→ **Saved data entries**

------------

//! REST endpoints for driving survey sessions.
//!
//! These routes do not authenticate anyone. `POST .../sign-in` trusts the
//! identity in its body, so the router must only be reachable through the
//! login proxy that verified that identity.

use std::sync::Arc;

use axum::extract::{Path, State};
use axum::http::StatusCode;
use axum::response::{IntoResponse, Response};
use axum::routing::{get, post};
use axum::{Json, Router};
use serde::Deserialize;
use uuid::Uuid;

use crate::auth::Identity;
use crate::error::{Error, WizardError};

use super::model::{LivingSituation, Location, MealFrequency, UserType};
use super::registry::{SessionEntry, SessionRegistry};

/// User-facing notice for any sign-in failure.
const SIGN_IN_FAILED: &str = "Login failed. Please try again.";
/// User-facing notice for any submission failure.
const SUBMIT_FAILED: &str = "Something went wrong. Please check your internet connection.";

/// Shared state for survey routes.
#[derive(Clone)]
pub struct SurveyRouteState {
    pub registry: Arc<SessionRegistry>,
}

/// Request body carrying a single value.
#[derive(Debug, Deserialize)]
struct ValueBody<T> {
    value: T,
}

fn error_body(status: StatusCode, message: impl Into<String>) -> Response {
    (
        status,
        Json(serde_json::json!({ "error": message.into() })),
    )
        .into_response()
}

/// Map a service error to an HTTP response.
fn error_response(err: Error) -> Response {
    match err {
        Error::Wizard(WizardError::OptionUnavailable { option }) => error_body(
            StatusCode::BAD_REQUEST,
            format!("Option {option} is not available yet"),
        ),
        Error::Wizard(e) => error_body(StatusCode::CONFLICT, e.to_string()),
        Error::Auth(_) => error_body(StatusCode::BAD_GATEWAY, SIGN_IN_FAILED),
        Error::Submit(_) => error_body(StatusCode::BAD_GATEWAY, SUBMIT_FAILED),
    }
}

fn not_found(id: Uuid) -> Response {
    error_body(StatusCode::NOT_FOUND, format!("No session {id}"))
}

async fn lookup(state: &SurveyRouteState, id: Uuid) -> Result<Arc<SessionEntry>, Response> {
    state.registry.get(id).await.ok_or_else(|| not_found(id))
}

/// Render the session, or the error if the action failed.
async fn respond<T, E>(entry: &SessionEntry, result: Result<T, E>) -> Response
where
    E: Into<Error>,
{
    match result {
        Ok(_) => Json(entry.session.view().await).into_response(),
        Err(e) => error_response(e.into()),
    }
}

// ── Sessions ────────────────────────────────────────────────────────────

/// POST /api/sessions
async fn create_session(State(state): State<SurveyRouteState>) -> impl IntoResponse {
    let entry = state.registry.create().await;
    (StatusCode::CREATED, Json(entry.session.view().await))
}

/// GET /api/sessions/{id}
async fn get_session(State(state): State<SurveyRouteState>, Path(id): Path<Uuid>) -> Response {
    match lookup(&state, id).await {
        Ok(entry) => Json(entry.session.view().await).into_response(),
        Err(resp) => resp,
    }
}

/// DELETE /api/sessions/{id}
async fn delete_session(State(state): State<SurveyRouteState>, Path(id): Path<Uuid>) -> Response {
    if state.registry.remove(id).await {
        StatusCode::NO_CONTENT.into_response()
    } else {
        not_found(id)
    }
}

// ── Identity ────────────────────────────────────────────────────────────

/// POST /api/sessions/{id}/sign-in
///
/// The body carries the identity an upstream login proxy has verified.
/// Its `uid` is stored as-is on the submission record.
async fn sign_in(
    State(state): State<SurveyRouteState>,
    Path(id): Path<Uuid>,
    Json(identity): Json<Identity>,
) -> Response {
    let entry = match lookup(&state, id).await {
        Ok(entry) => entry,
        Err(resp) => return resp,
    };
    entry.identity.stage(identity).await;
    let result = entry.session.sign_in().await;
    respond(&entry, result).await
}

/// POST /api/sessions/{id}/sign-out
async fn sign_out(State(state): State<SurveyRouteState>, Path(id): Path<Uuid>) -> Response {
    let entry = match lookup(&state, id).await {
        Ok(entry) => entry,
        Err(resp) => return resp,
    };
    let result = entry.session.sign_out().await;
    respond(&entry, result).await
}

// ── Navigation ──────────────────────────────────────────────────────────

async fn continue_next(State(state): State<SurveyRouteState>, Path(id): Path<Uuid>) -> Response {
    let entry = match lookup(&state, id).await {
        Ok(entry) => entry,
        Err(resp) => return resp,
    };
    let result = entry.session.continue_next().await;
    respond(&entry, result).await
}

async fn go_back(State(state): State<SurveyRouteState>, Path(id): Path<Uuid>) -> Response {
    let entry = match lookup(&state, id).await {
        Ok(entry) => entry,
        Err(resp) => return resp,
    };
    let result = entry.session.go_back().await;
    respond(&entry, result).await
}

async fn select_user_type(
    State(state): State<SurveyRouteState>,
    Path(id): Path<Uuid>,
    Json(body): Json<ValueBody<UserType>>,
) -> Response {
    let entry = match lookup(&state, id).await {
        Ok(entry) => entry,
        Err(resp) => return resp,
    };
    let result = entry.session.select_user_type(body.value).await;
    respond(&entry, result).await
}

async fn select_living_situation(
    State(state): State<SurveyRouteState>,
    Path(id): Path<Uuid>,
    Json(body): Json<ValueBody<LivingSituation>>,
) -> Response {
    let entry = match lookup(&state, id).await {
        Ok(entry) => entry,
        Err(resp) => return resp,
    };
    let result = entry.session.select_living_situation(body.value).await;
    respond(&entry, result).await
}

async fn select_location(
    State(state): State<SurveyRouteState>,
    Path(id): Path<Uuid>,
    Json(body): Json<ValueBody<Location>>,
) -> Response {
    let entry = match lookup(&state, id).await {
        Ok(entry) => entry,
        Err(resp) => return resp,
    };
    let result = entry.session.select_location(body.value).await;
    respond(&entry, result).await
}

// ── Meal plan, budget, contact ──────────────────────────────────────────

async fn set_meal_frequency(
    State(state): State<SurveyRouteState>,
    Path(id): Path<Uuid>,
    Json(body): Json<ValueBody<MealFrequency>>,
) -> Response {
    let entry = match lookup(&state, id).await {
        Ok(entry) => entry,
        Err(resp) => return resp,
    };
    let result = entry.session.set_meal_frequency(body.value).await;
    respond(&entry, result).await
}

async fn toggle_premium(State(state): State<SurveyRouteState>, Path(id): Path<Uuid>) -> Response {
    let entry = match lookup(&state, id).await {
        Ok(entry) => entry,
        Err(resp) => return resp,
    };
    let result = entry.session.toggle_premium().await;
    respond(&entry, result).await
}

async fn toggle_protein(State(state): State<SurveyRouteState>, Path(id): Path<Uuid>) -> Response {
    let entry = match lookup(&state, id).await {
        Ok(entry) => entry,
        Err(resp) => return resp,
    };
    let result = entry.session.toggle_protein().await;
    respond(&entry, result).await
}

async fn toggle_extra_serving(
    State(state): State<SurveyRouteState>,
    Path(id): Path<Uuid>,
) -> Response {
    let entry = match lookup(&state, id).await {
        Ok(entry) => entry,
        Err(resp) => return resp,
    };
    let result = entry.session.toggle_extra_serving().await;
    respond(&entry, result).await
}

async fn set_budget(
    State(state): State<SurveyRouteState>,
    Path(id): Path<Uuid>,
    Json(body): Json<ValueBody<u32>>,
) -> Response {
    let entry = match lookup(&state, id).await {
        Ok(entry) => entry,
        Err(resp) => return resp,
    };
    let result = entry.session.set_budget(body.value).await;
    respond(&entry, result).await
}

async fn set_contact(
    State(state): State<SurveyRouteState>,
    Path(id): Path<Uuid>,
    Json(body): Json<ValueBody<String>>,
) -> Response {
    let entry = match lookup(&state, id).await {
        Ok(entry) => entry,
        Err(resp) => return resp,
    };
    let result = entry.session.set_contact(&body.value).await;
    respond(&entry, result).await
}

async fn toggle_trial(State(state): State<SurveyRouteState>, Path(id): Path<Uuid>) -> Response {
    let entry = match lookup(&state, id).await {
        Ok(entry) => entry,
        Err(resp) => return resp,
    };
    let result = entry.session.toggle_trial().await;
    respond(&entry, result).await
}

/// POST /api/sessions/{id}/submit
async fn submit(State(state): State<SurveyRouteState>, Path(id): Path<Uuid>) -> Response {
    let entry = match lookup(&state, id).await {
        Ok(entry) => entry,
        Err(resp) => return resp,
    };
    let result = entry.session.submit().await;
    respond(&entry, result).await
}

async fn health() -> impl IntoResponse {
    Json(serde_json::json!({ "status": "ok" }))
}

/// Build the survey REST routes.
pub fn survey_routes(state: SurveyRouteState) -> Router {
    Router::new()
        .route("/health", get(health))
        .route("/api/sessions", post(create_session))
        .route("/api/sessions/{id}", get(get_session).delete(delete_session))
        .route("/api/sessions/{id}/sign-in", post(sign_in))
        .route("/api/sessions/{id}/sign-out", post(sign_out))
        .route("/api/sessions/{id}/continue", post(continue_next))
        .route("/api/sessions/{id}/back", post(go_back))
        .route("/api/sessions/{id}/user-type", post(select_user_type))
        .route("/api/sessions/{id}/living-situation", post(select_living_situation))
        .route("/api/sessions/{id}/location", post(select_location))
        .route("/api/sessions/{id}/meal-frequency", post(set_meal_frequency))
        .route("/api/sessions/{id}/add-ons/premium", post(toggle_premium))
        .route("/api/sessions/{id}/add-ons/protein", post(toggle_protein))
        .route("/api/sessions/{id}/add-ons/extra-serving", post(toggle_extra_serving))
        .route("/api/sessions/{id}/budget", post(set_budget))
        .route("/api/sessions/{id}/contact", post(set_contact))
        .route("/api/sessions/{id}/trial", post(toggle_trial))
        .route("/api/sessions/{id}/submit", post(submit))
        .with_state(state)
}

------------

→ **ABOUT THIS EXERCISE**
Go through the entries above and copy each line with "failure" in it.

→ **THE COMPLETED TASK**
/// User-facing notice for any sign-in failure.
/// User-facing notice for any submission failure.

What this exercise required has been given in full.